"Trois entreprises sur 4 victimes de piratage et la plupart ne le savent pas"

EADS ? Piraté par des chinois. Le site de l'Elysée ? Piraté aussi. Pareil pour de nombreuses entreprises toulousaines qui, ces derniers temps, se sont faites attaquer à leur tour. Retour sur un phénomène sous-estimé avec un expert en sécurité informatique.

Jean-Nicolas Piotrowski, expert en sécurité informatique
Jean-Nicolas Piotrowski, expert en sécurité informatique © JN Piotrowski
Des nouvelles formes de cyber-espionnage qui touchent ces derniers jours les instances gouvernementales de 23 pays et qui a été révélé hier par la presse. Le toulousain Jean-Nicolas Piotrowski, est expert dans la sécurité informatique. Avec Secured Virtual Cloud (SVC), un consortium de dix laboratoires dont il est chef de file, il vient de gagner l'appel d'offres de l'État français qui vise une solution nationale pour sécuriser clouds publics ou privés. Entretien

L’espionnage et le piratage informatique sont-il exceptionnels ?
Pas du tout, une étude menée par Barracuda Networks, Cenzic Inc, et l’Institut Ponemon montre que depuis deux ans, trois entreprises sur 4 sont victimes de piratage via des applications web non sécurisées. Et je pense que 80% de ces entreprises ne le savent même pas. La DCRI affirme que Midi-Pyrénées est la troisième région ciblée en Europe. Airbus l’a été en 2009 (ou 2010 ?)

Le phénomène vise-t-il plutôt les grosses entreprises ou les PME ?
Les grosses entreprises sont un peu moins vulnérables. D’abord, elles ont plus de moyens, financiers notamment pour se défendre. Ensuite, si entrer dans leur système n’est pas si difficile, retrouver ses petits dans de telles masses d’informations peut se révéler bien plus complexe.
Les petites et moyennes entreprises sont en revanche bien plus fragiles. Elles permettent aussi l’accès aux grosses entreprises dont elles sont sous-traitantes. Et souvent, elles utilisent les mêmes technologies ou y ont accès. C’est une faille que les cyber-espions utilisent beaucoup.

Que cherchent les pirates ?
Il est difficile de savoir quels types d’informations sont recherchés. On peut distinguer, à mon sens, deux choses. Tout d’abord une cartographie économique régionale : qui travaille avec qui, sur quoi, quels sont les tarifs pratiqués, une information globale en sorte. Ensuite, tout ce qui concerne des technologies, des brevets comme, par exemple, des molécules mises au point par des laboratoires.
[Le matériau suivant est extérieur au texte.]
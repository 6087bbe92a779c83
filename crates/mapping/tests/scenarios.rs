#![forbid(unsafe_code)]

use std::io::Write;

use mapkubeapis_core::{CollectingReporter, Document, MapEvent};
use mapkubeapis_mapping::{apply_rules, has_changed, load_mapfile, parse_mapfile, KubeVersion, MappingError, MappingMetadata};
use mapkubeapis_manifest::{decode, encode};

const MAP: &str = r#"
mappings:
  - deprecatedAPI: { group: extensions, version: v1beta1, kind: Deployment }
    newAPI: { group: apps, version: v1, kind: Deployment }
    deprecatedInVersion: v1.16
  - deprecatedAPI: { group: extensions, version: v1beta1, kind: Ingress }
    newAPI: { group: networking.k8s.io, version: v1beta1, kind: Ingress }
    deprecatedInVersion: v1.14
    removedInVersion: v1.22
  - deprecatedAPI: { group: policy, version: v1beta1, kind: PodSecurityPolicy }
    removedInVersion: v1.25
"#;

const RELEASE: &str = r#"---
apiVersion: extensions/v1beta1
kind: Deployment
metadata:
  name: web
spec:
  replicas: 3
  selector:
    matchLabels: { app: web }
  template:
    metadata:
      labels: { app: web }
    spec:
      containers:
        - name: web
          image: nginx:1.19
---
apiVersion: v1
kind: Service
metadata:
  name: web
spec:
  ports: [{ port: 80 }]
"#;

fn rules() -> MappingMetadata {
    parse_mapfile(MAP).unwrap()
}

fn v(s: &str) -> KubeVersion {
    KubeVersion::parse(s).unwrap()
}

fn field<'a>(d: &'a Document, key: &str) -> Option<&'a str> {
    d.get(key).and_then(|v| v.as_str())
}

#[test]
fn deployment_maps_to_apps_v1_on_newer_cluster() {
    let docs = decode(RELEASE).unwrap();
    let out = apply_rules(&rules(), docs.clone(), &v("v1.18.0"), &CollectingReporter::new()).unwrap();
    assert!(has_changed(&docs, &out));
    assert_eq!(field(&out[0], "apiVersion"), Some("apps/v1"));
    assert_eq!(out[0].get("spec"), docs[0].get("spec"));
    assert_eq!(out[0].get("metadata"), docs[0].get("metadata"));
    assert_eq!(out[1], docs[1]);
}

#[test]
fn deployment_untouched_on_older_cluster() {
    let docs = decode(RELEASE).unwrap();
    let reporter = CollectingReporter::new();
    let out = apply_rules(&rules(), docs.clone(), &v("v1.14.0"), &reporter).unwrap();
    assert!(!has_changed(&docs, &out));
    let skipped = reporter.events().iter().filter(|e| matches!(e, MapEvent::RuleSkipped { .. })).count();
    assert_eq!(skipped, 2);
}

#[test]
fn removal_keeps_survivors_in_order() {
    let text = [
        "apiVersion: v1\nkind: ConfigMap\nmetadata: {name: one}\n",
        "apiVersion: policy/v1beta1\nkind: PodSecurityPolicy\nmetadata: {name: two}\n",
        "apiVersion: v1\nkind: Secret\nmetadata: {name: three}\n",
        "apiVersion: policy/v1beta1\nkind: PodSecurityPolicy\nmetadata: {name: four}\n",
        "apiVersion: v1\nkind: ServiceAccount\nmetadata: {name: five}\n",
    ]
    .join("---\n");
    let docs = decode(&text).unwrap();
    assert_eq!(docs.len(), 5);
    let out = apply_rules(&rules(), docs.clone(), &v("v1.25.3"), &CollectingReporter::new()).unwrap();
    assert_eq!(out.len(), 3);
    assert_eq!(out, vec![docs[0].clone(), docs[2].clone(), docs[4].clone()]);
}

#[test]
fn second_pass_changes_nothing() {
    let docs = decode(RELEASE).unwrap();
    let once = apply_rules(&rules(), docs, &v("v1.25.0"), &CollectingReporter::new()).unwrap();
    let reporter = CollectingReporter::new();
    let twice = apply_rules(&rules(), once.clone(), &v("v1.25.0"), &reporter).unwrap();
    assert!(!has_changed(&once, &twice));
    assert!(reporter.events().is_empty());
}

#[test]
fn mapped_manifest_survives_reencoding() {
    let docs = decode(RELEASE).unwrap();
    let out = apply_rules(&rules(), docs, &v("v1.18.0"), &CollectingReporter::new()).unwrap();
    let text = encode(&out).unwrap();
    assert!(text.starts_with("---\napiVersion: apps/v1\nkind: Deployment\n"));
    assert_eq!(decode(&text).unwrap(), out);
}

#[test]
fn loads_map_file_from_disk() {
    let mut file = tempfile::NamedTempFile::new().unwrap();
    file.write_all(MAP.as_bytes()).unwrap();
    let meta = load_mapfile(file.path()).unwrap();
    assert_eq!(meta, rules());
}

#[test]
fn missing_or_malformed_map_file_is_a_data_error() {
    let dir = tempfile::tempdir().unwrap();
    let missing = dir.path().join("Map.yaml");
    let err = load_mapfile(&missing).unwrap_err();
    assert!(matches!(err, MappingError::MapFile { .. }));
    assert!(err.to_string().contains("Map.yaml"), "err={err}");

    std::fs::write(&missing, "mappings:\n  - deprecatedAPI: [not, a, mapping]\n").unwrap();
    let err = load_mapfile(&missing).unwrap_err();
    assert!(matches!(err, MappingError::InvalidMapFile { .. }), "err={err}");
}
Le phénomène a-t-il évolué ?
Le piratage et l’espionnage ont pris une nouvelle forme depuis 5-10 ans. Avant, vos responsables informatiques vous disaient de ne pas utiliser de fichiers exécutables (qui ont une extension en .exe par exemple). Maintenant, le simple téléchargement  d’un fichier, un pdf par exemple suffit à introduire un virus ou un espion dans un système. Ils installent dans le système un trojan, un cheval de troie. Récemment, le 25 novembre dernier, l’Elysée a été piraté par la simple récupération d’un mél sur facebook.
En matière de sécurité informatique, la vieille école mettait des barrières avec des pare-feux, des antivirus. Mais aujourd’hui, la défense doit se faire bien plus en profondeur. Les menaces persistantes, les APT (Advanced Persistent Threat) sont conçues pour passer au travers des barrières.

Y a-t-il un manque de conscience du problème ?
Oui. Quand nous réalisons des audits de sécurité, nous tentons de pénétrer dans les systèmes de nos clients. Dans 90% des cas, nous y parvenons. Et une fois sur deux, nous récupérons des informations confidentielles. Il n’y a pas d’évolution dans les systèmes de protection des entreprises, c’est très inquiétant. Nous sommes en effet passés du hacker du dimanche à de véritables systèmes organisés. Des entreprises font du piratage à la demande, des attaques sur commande, ciblées pour le compte de particuliers, d’intérêts privés ou publics. C’est le cœur de l’espionnage économique aujourd’hui.


Que faire pour protéger les systèmes?
Il existe pour nous un Top 10 des failles à vérifier régulièrement. Comme les mises à jour régulières des logiciels ou les mots de passe par défauts par exemple. En 2010, les centrales nucléaires iraniennes ont été attaquées par un virus extrêmement violent, Stuxnet, simplement via un mot de passe par défaut de l’entreprise Siemens.
Des outils de vérification des failles informatiques peuvent éviter cela. Nous avons mis au point le seul européen mais les Américains sont très en avance sur nous. Il existe chez eux au moins 6 ou 7 technologies simples capables de protéger un système de façon fiable. En complément des pare-feux et des antivirus.